Index cards were handed out to the audience last night for us to submit questions to Baird and Weiner. (Very few made it to the discussion, unfortunately.) I wrote on mine, “To Rep. Weiner: Do you think it would be fair to demand the tribal councils of the various Native American nations make a statement recognizing the USA’s right to exist?” I wish it had been asked. When I think about Israel-Palestine I can never stop thinking about the Indians. The parallels are plentiful, and will only increase if the Palestinians continue to be crushed under the boot of the Israeli regime, eventually dooming them to be a permanently impoverished minority, defined by the lies of their occupiers, and characterized by hatred, despotism, and having a primitive nature and morality. Last night’s display from Weiner would have at one time caused me to descend into depression and hopelessness, incredulous that a so-called progressive leader could espouse such revisionist bullshit, but Brian Baird gave us something very real and beautiful to take home with his intelligent, eloquent words, keeping his cool while hearing Weiner lie through his teeth, and made a strong case for the rights of all people, everywhere, and how the US ought to be promoting the availability and protection of such rights, rather than supporting those who would deny them. I’ll stick with that.

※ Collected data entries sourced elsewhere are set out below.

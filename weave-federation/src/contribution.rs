//! What one source offers for one federated location.

use serde::{Deserialize, Serialize};
use weave_core::{ChildRef, Expiration, Location, Properties, Timestamp};

/// How a contribution came to be.
#[derive(Debug, Clone, Copy, PartialEq, Eq, Hash, Serialize, Deserialize)]
pub enum ContributionKind {
    /// The source has nothing here.
    Empty,
    /// Synthetic children leading toward subtrees the source mounts below
    /// the location.
    Placeholder,
    /// A node actually read from the source.
    Node,
}

/// The partial result one source supplies for one federated location.
///
/// Children are already in federated form. Contributions are immutable once
/// built; merging produces a new view.
#[derive(Debug, Clone, PartialEq, Serialize, Deserialize)]
pub struct Contribution {
    source_name: String,
    location_in_source: Option<Location>,
    children: Vec<ChildRef>,
    properties: Properties,
    expires_at: Expiration,
    kind: ContributionKind,
}

impl Contribution {
    /// Nothing from `source_name`; never constrains expiration.
    pub fn empty(source_name: impl Into<String>) -> Self {
        Self {
            source_name: source_name.into(),
            location_in_source: None,
            children: Vec::new(),
            properties: Properties::new(),
            expires_at: Expiration::Never,
            kind: ContributionKind::Empty,
        }
    }

    /// Synthetic children only. Placeholders derive from configuration, not
    /// source data, so they never expire.
    pub fn placeholder<I, S>(source_name: impl Into<String>, child_names: I) -> Self
    where
        I: IntoIterator<Item = S>,
        S: Into<String>,
    {
        Self {
            source_name: source_name.into(),
            location_in_source: None,
            children: child_names.into_iter().map(ChildRef::named).collect(),
            properties: Properties::new(),
            expires_at: Expiration::Never,
            kind: ContributionKind::Placeholder,
        }
    }

    pub fn from_node(
        source_name: impl Into<String>,
        location_in_source: Location,
        children: Vec<ChildRef>,
        properties: Properties,
        expires_at: Expiration,
    ) -> Self {
        Self {
            source_name: source_name.into(),
            location_in_source: Some(location_in_source),
            children,
            properties,
            expires_at,
            kind: ContributionKind::Node,
        }
    }

    pub fn source_name(&self) -> &str {
        &self.source_name
    }

    pub fn location_in_source(&self) -> Option<&Location> {
        self.location_in_source.as_ref()
    }

    pub fn children(&self) -> &[ChildRef] {
        &self.children
    }

    pub fn child_names(&self) -> Vec<&str> {
        self.children.iter().map(|c| c.name.as_str()).collect()
    }

    pub fn properties(&self) -> &Properties {
        &self.properties
    }

    pub fn expires_at(&self) -> Expiration {
        self.expires_at
    }

    pub fn kind(&self) -> ContributionKind {
        self.kind
    }

    pub fn is_empty(&self) -> bool {
        self.kind == ContributionKind::Empty
    }

    pub fn is_placeholder(&self) -> bool {
        self.kind == ContributionKind::Placeholder
    }

    /// `instant >= expires_at`.
    pub fn is_expired(&self, instant: Timestamp) -> bool {
        self.expires_at.is_expired(instant)
    }
}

The Israel-Palestine subject is huge, and complex, not only politically, but for many of us culturally and psychologically. I was raised to believe that anything that benefits Israel is good, and that Zionism is absolutely just. It took me many years of questioning, reading, talking, to unravel these ingrained beliefs. It’s finally dawned on me just how much of this belief system relies on racism. Underneath nearly every indictment of the Palestinians I read and nearly every defense of Israel is the unstated assumption that Arabs are inherently hateful primitive people who live to kill Jews. It infuriates me that I was taught this way of thinking as a child in Hebrew school. It infuriates me that the same mother who taught me to think in principles and to love reason also taught me that removing an entire people from their homeland was just because the Jews need a homeland. It infuriates me that decades of thuggish behavior by the Israeli government was defended to me as the proper way to “never forget” the Holocaust. To me, reason and principles direct us to another course of action and another set of beliefs, including the right of all people to speak and live free from tyranny.

Wednesday, March 2, 2011

Free Speech Update

For those of you who followed my recent post on the Westboro Baptist Church and freedom of speech, today the Supreme Court ruled in favor of Westboro Baptists in the suit brought against them by Albert Snyder for picketing the funeral of his son Matthew, a US Marine who died in Iraq’s Anbar Province. Judge Alito was the lone dissenter. 21 news organizations joined other groups in urging the court to find in the Church's favor. Read about it here.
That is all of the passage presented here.